1.12.4.1. Target format

A valid representation of multioutput y is a dense matrix of shape(n_samples, n_output) of floats. A column wise concatenation ofcontinuous variables. An example of y for 3 samples:

>>> y = np.array([[31.4, 94], [40.5, 109], [25.0, 30]])>>> print(y)[[ 31.4 94. ] [ 40.5 109. ] [ 25. 30. ]]

1.12.4.2. MultiOutputRegressor

Multioutput regression support can be added to any regressor withMultiOutputRegressor. This strategy consists offitting one regressor per target. Since each target is represented by exactlyone regressor it is possible to gain knowledge about the target byinspecting its corresponding regressor. AsMultiOutputRegressor fits one regressor pertarget it can not take advantage of correlations between targets.

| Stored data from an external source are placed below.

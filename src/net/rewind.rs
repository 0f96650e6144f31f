//! Stream wrapper that replays already-read bytes.
//!
//! Protocol sniffing has to consume the first bytes of a connection before it
//! knows who should parse them. `Rewind` puts those bytes back in front of the
//! stream so the next consumer (TLS acceptor or HTTP codec) sees the
//! connection from its first byte.

use std::pin::Pin;
use std::task::{Context, Poll};
use std::{cmp, io};

use bytes::{Buf, Bytes};
use tokio::io::{AsyncRead, AsyncWrite, ReadBuf};

/// An I/O stream with a prefix of bytes to be read before the inner stream.
#[derive(Debug)]
pub struct Rewind<T> {
    pre: Option<Bytes>,
    inner: T,
}

impl<T> Rewind<T> {
    /// Wrap `io`, replaying `buf` before reading from it.
    pub fn new_buffered(io: T, buf: Bytes) -> Self {
        Rewind {
            pre: Some(buf),
            inner: io,
        }
    }

    /// Unwrap into the inner stream and whatever prefix was not read yet.
    pub fn into_inner(self) -> (T, Bytes) {
        (self.inner, self.pre.unwrap_or_default())
    }
}

impl<T> AsyncRead for Rewind<T>
where
    T: AsyncRead + Unpin,
{
    fn poll_read(
        mut self: Pin<&mut Self>,
        cx: &mut Context<'_>,
        buf: &mut ReadBuf<'_>,
    ) -> Poll<io::Result<()>> {
        if let Some(mut prefix) = self.pre.take() {
            if !prefix.is_empty() {
                let copy_len = cmp::min(prefix.len(), buf.remaining());
                buf.put_slice(&prefix[..copy_len]);
                prefix.advance(copy_len);
                if !prefix.is_empty() {
                    self.pre = Some(prefix);
                }
                return Poll::Ready(Ok(()));
            }
        }
        Pin::new(&mut self.inner).poll_read(cx, buf)
    }
}

impl<T> AsyncWrite for Rewind<T>
where
    T: AsyncWrite + Unpin,
{
    fn poll_write(
        mut self: Pin<&mut Self>,
        cx: &mut Context<'_>,
        buf: &[u8],
    ) -> Poll<io::Result<usize>> {
        Pin::new(&mut self.inner).poll_write(cx, buf)
    }

    fn poll_write_vectored(
        mut self: Pin<&mut Self>,
        cx: &mut Context<'_>,
        bufs: &[io::IoSlice<'_>],
    ) -> Poll<io::Result<usize>> {
        Pin::new(&mut self.inner).poll_write_vectored(cx, bufs)
    }

    fn is_write_vectored(&self) -> bool {
        self.inner.is_write_vectored()
    }

    fn poll_flush(mut self: Pin<&mut Self>, cx: &mut Context<'_>) -> Poll<io::Result<()>> {
        Pin::new(&mut self.inner).poll_flush(cx)
    }

    fn poll_shutdown(mut self: Pin<&mut Self>, cx: &mut Context<'_>) -> Poll<io::Result<()>> {
        Pin::new(&mut self.inner).poll_shutdown(cx)
    }
}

Below is an example of multioutput regression:

>>> from sklearn.datasets import make_regression>>> from sklearn.multioutput import MultiOutputRegressor>>> from sklearn.ensemble import GradientBoostingRegressor>>> X, y = make_regression(n_samples=10, n_targets=3, random_state=1)>>> MultiOutputRegressor(GradientBoostingRegressor(random_state=0)).fit(X, y).predict(X)array([[-154.75474165, -147.03498585, -50.03812219], [ 7.12165031, 5.12914884, -81.46081961], [-187.8948621 , -100.44373091, 13.88978285], [-141.62745778, 95.02891072, -191.48204257], [ 97.03260883, 165.34867495, 139.52003279], [ 123.92529176, 21.25719016, -7.84253 ], [-122.25193977, -85.16443186, -107.12274212], [ -30.170388 , -94.80956739, 12.16979946], [ 140.72667194, 176.50941682, -17.50447799], [ 149.37967282, -81.15699552, -5.72850319]])

1.12.4.3. RegressorChain

Regressor chains (see RegressorChain) isanalogous to ClassifierChain as a way ofcombining a number of regressions into a single multi-target model that iscapable of exploiting correlations among targets.

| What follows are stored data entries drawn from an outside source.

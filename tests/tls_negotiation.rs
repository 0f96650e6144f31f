//! TLS connections: ALPN-driven chain rewrites, scheme labelling, CONNECT
//! interception and negotiation failures.

use std::time::Duration;

use bytes::Bytes;
use http_body_util::Empty;
use hyper::header::HOST;
use hyper::http::uri::Scheme;
use hyper::{Request, StatusCode};
use hyper_util::rt::TokioIo;
use tokio::io::AsyncReadExt;

use intercepting_proxy::http::{HttpProtocol, HttpServer};
use intercepting_proxy::net::certificate::UnavailableCertificateService;
use intercepting_proxy::net::tls::{TlsConfig, TLS_V1_2, TLS_V1_3};
use intercepting_proxy::pipeline::NegotiationState;

mod common;

#[tokio::test]
async fn http1_over_tls_keeps_the_initial_chain() {
    let cert = common::test_certificate();
    let (handler, mut seen) = common::recording_handler();
    let log = common::NegotiationLog::default();
    let server = HttpServer::new(common::test_config(), cert.service.clone())
        .with_main_handler(handler)
        .with_pipeline_configurator(log.configurator());
    let server = common::start(server).await;

    let tls = common::tls_connect(common::connect(server.addr()).await, &cert.roots, &["http/1.1"])
        .await
        .unwrap();
    let mut sender = common::http1_client(tls).await;
    let request = Request::get("/c")
        .header(HOST, "localhost")
        .body(Empty::<Bytes>::new())
        .unwrap();
    let (status, body) = common::read_response(sender.send_request(request).await.unwrap()).await;
    assert_eq!(status, StatusCode::OK);
    assert_eq!(body, "intercepted");

    let calls = log.calls();
    assert_eq!(calls.len(), 1);
    assert_eq!(calls[0].protocol, "http/1.1");
    assert_eq!(calls[0].state, Some(NegotiationState::Http1Active));
    assert_eq!(calls[0].before, common::INITIAL_CHAIN);
    assert_eq!(calls[0].after, common::INITIAL_CHAIN);

    let request = seen.recv().await.unwrap();
    assert_eq!(request.uri, "/c");
    assert_eq!(request.protocol, HttpProtocol::Http1);
    assert_eq!(request.scheme, Scheme::HTTPS);
}

#[tokio::test]
async fn h2_over_tls_swaps_in_the_http2_codec() {
    let cert = common::test_certificate();
    let (handler, mut seen) = common::recording_handler();
    let log = common::NegotiationLog::default();
    let server = HttpServer::new(common::test_config(), cert.service.clone())
        .with_main_handler(handler)
        .with_pipeline_configurator(log.configurator());
    let server = common::start(server).await;

    let tls = common::tls_connect(common::connect(server.addr()).await, &cert.roots, &["h2"])
        .await
        .unwrap();
    assert_eq!(tls.get_ref().1.alpn_protocol(), Some(&b"h2"[..]));
    let mut sender = common::http2_client(tls).await;
    let response = sender.send_request(common::get("https://localhost/d")).await.unwrap();
    let (status, body) = common::read_response(response).await;
    assert_eq!(status, StatusCode::OK);
    assert_eq!(body, "intercepted");

    let calls = log.calls();
    assert_eq!(calls.len(), 1);
    assert_eq!(calls[0].protocol, "h2");
    assert!(calls[0].tls_upgraded);
    assert_eq!(calls[0].state, Some(NegotiationState::Http2Active));
    assert_eq!(calls[0].after, common::HTTP2_CHAIN);

    let request = seen.recv().await.unwrap();
    assert_eq!(request.protocol, HttpProtocol::Http2);
    assert_eq!(request.scheme, Scheme::HTTPS);
    assert_eq!(request.uri, "https://localhost/d");
    assert_eq!(request.host.as_deref(), Some("localhost"));
}

#[tokio::test]
async fn connect_then_tls_negotiates_h2_with_https_scheme() {
    let cert = common::test_certificate();
    let (handler, mut seen) = common::recording_handler();
    let log = common::NegotiationLog::default();
    let server = HttpServer::new(common::test_config(), cert.service.clone())
        .with_main_handler(handler)
        .with_pipeline_configurator(log.configurator());
    let server = common::start(server).await;

    let mut sender = common::http1_client(common::connect(server.addr()).await).await;
    let connect = Request::connect("example.com:443")
        .header(HOST, "example.com:443")
        .body(Empty::<Bytes>::new())
        .unwrap();
    let response = sender.send_request(connect).await.unwrap();
    assert_eq!(response.status(), StatusCode::OK);
    let tunnel = hyper::upgrade::on(response).await.unwrap();

    let tls = common::tls_connect(TokioIo::new(tunnel), &cert.roots, &["h2", "http/1.1"])
        .await
        .unwrap();
    let mut inner = common::http2_client(tls).await;
    let response = inner.send_request(common::get("https://example.com/e")).await.unwrap();
    assert_eq!(response.status(), StatusCode::OK);

    let calls = log.calls();
    assert_eq!(calls.len(), 1);
    assert_eq!(calls[0].protocol, "h2");
    assert!(calls[0].tls_upgraded, "flag must be set before negotiation");
    assert_eq!(calls[0].before, common::INITIAL_CHAIN);
    assert_eq!(calls[0].after, common::HTTP2_CHAIN);

    let request = seen.recv().await.unwrap();
    assert_eq!(request.scheme, Scheme::HTTPS);
    assert_eq!(request.protocol, HttpProtocol::Http2);
    assert_eq!(request.uri, "https://example.com/e");
}

#[tokio::test]
async fn recursive_h2_request_is_refused() {
    let cert = common::test_certificate();
    let (handler, mut seen) = common::recording_handler();
    let server = HttpServer::new(common::test_config(), cert.service.clone())
        .with_main_handler(handler);
    let server = common::start(server).await;
    let addr = server.addr();

    let tls = common::tls_connect(common::connect(addr).await, &cert.roots, &["h2"])
        .await
        .unwrap();
    let mut sender = common::http2_client(tls).await;
    let response = sender
        .send_request(common::get(&format!("https://{addr}/loop")))
        .await
        .unwrap();
    assert_eq!(response.status(), StatusCode::LOOP_DETECTED);
    assert!(seen.try_recv().is_err());
}

#[tokio::test]
async fn h2_connection_outlives_the_idle_timeout() {
    let cert = common::test_certificate();
    let (handler, _seen) = common::recording_handler();
    let mut config = common::test_config();
    config.connection.idle_timeout_secs = 1;
    let server = HttpServer::new(config, cert.service.clone()).with_main_handler(handler);
    let server = common::start(server).await;

    let tls = common::tls_connect(common::connect(server.addr()).await, &cert.roots, &["h2"])
        .await
        .unwrap();
    let mut sender = common::http2_client(tls).await;
    let response = sender.send_request(common::get("https://localhost/first")).await.unwrap();
    assert_eq!(response.status(), StatusCode::OK);

    tokio::time::sleep(Duration::from_millis(1500)).await;
    let response = sender.send_request(common::get("https://localhost/second")).await.unwrap();
    assert_eq!(response.status(), StatusCode::OK);
}

#[tokio::test]
async fn http1_over_tls_still_times_out() {
    let cert = common::test_certificate();
    let (handler, _seen) = common::recording_handler();
    let mut config = common::test_config();
    config.connection.idle_timeout_secs = 1;
    let server = HttpServer::new(config, cert.service.clone()).with_main_handler(handler);
    let server = common::start(server).await;

    let mut tls = common::tls_connect(common::connect(server.addr()).await, &cert.roots, &["http/1.1"])
        .await
        .unwrap();
    let mut buf = [0u8; 16];
    let read = tokio::time::timeout(Duration::from_secs(5), tls.read(&mut buf))
        .await
        .expect("idle connection left open");
    assert!(matches!(read, Ok(0) | Err(_)));
}

#[tokio::test]
async fn unsupported_alpn_closes_the_connection() {
    let cert = common::test_certificate();
    let (handler, mut seen) = common::recording_handler();
    let log = common::NegotiationLog::default();
    let tls_config = TlsConfig::new(
        vec![TLS_V1_2.into(), TLS_V1_3.into()],
        Vec::new(),
        true,
        vec!["x-custom".into()],
    );
    let server = HttpServer::new(common::test_config(), cert.service.clone())
        .with_main_handler(handler)
        .with_tls_config(tls_config)
        .with_pipeline_configurator(log.configurator());
    let server = common::start(server).await;

    let mut tls = common::tls_connect(common::connect(server.addr()).await, &cert.roots, &["x-custom"])
        .await
        .unwrap();
    let mut buf = [0u8; 16];
    let read = tokio::time::timeout(Duration::from_secs(5), tls.read(&mut buf))
        .await
        .expect("connection left open");
    assert!(matches!(read, Ok(0) | Err(_)));

    let calls = log.calls();
    assert_eq!(calls.len(), 1);
    assert_eq!(calls[0].protocol, "x-custom");
    assert_eq!(calls[0].state, None);
    assert_eq!(calls[0].after, common::INITIAL_CHAIN);
    assert!(seen.try_recv().is_err());
}

#[tokio::test]
async fn no_alpn_falls_back_to_http1() {
    let cert = common::test_certificate();
    let (handler, mut seen) = common::recording_handler();
    let log = common::NegotiationLog::default();
    let server = HttpServer::new(common::test_config(), cert.service.clone())
        .with_main_handler(handler)
        .with_pipeline_configurator(log.configurator());
    let server = common::start(server).await;

    let tls = common::tls_connect(common::connect(server.addr()).await, &cert.roots, &[])
        .await
        .unwrap();
    let mut sender = common::http1_client(tls).await;
    let request = Request::get("/plain-tls")
        .header(HOST, "localhost")
        .body(Empty::<Bytes>::new())
        .unwrap();
    let response = sender.send_request(request).await.unwrap();
    assert_eq!(response.status(), StatusCode::OK);

    assert_eq!(log.calls()[0].protocol, "http/1.1");
    assert_eq!(seen.recv().await.unwrap().protocol, HttpProtocol::Http1);
}

#[tokio::test]
async fn handshake_fails_without_a_certificate() {
    let cert = common::test_certificate();
    let (handler, mut seen) = common::recording_handler();
    let log = common::NegotiationLog::default();
    let server = HttpServer::new(common::test_config(), std::sync::Arc::new(UnavailableCertificateService))
        .with_main_handler(handler)
        .with_pipeline_configurator(log.configurator());
    let server = common::start(server).await;

    let result = common::tls_connect(common::connect(server.addr()).await, &cert.roots, &["h2"]).await;
    assert!(result.is_err());
    assert!(log.calls().is_empty());
    assert!(seen.try_recv().is_err());
}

1.12. Multiclass and multioutput algorithms (2024)
Top Articles
Latest Posts
Article information

Author: Fr. Dewey Fisher

Last Updated:

Views: 5943

Rating: 4.1 / 5 (62 voted)

Reviews: 85% of readers found this page helpful

Author information

Name: Fr. Dewey Fisher

Birthday: 1993-03-26

Address: 917 Hyun Views, Rogahnmouth, KY 91013-8827

Phone: +5938540192553

Job: Administration Developer

Hobby: Embroidery, Horseback riding, Juggling, Urban exploration, Skiing, Cycling, Handball

Introduction: My name is Fr. Dewey Fisher, I am a powerful, open, faithful, combative, spotless, faithful, fair person who loves writing and wants to share my knowledge and understanding with you.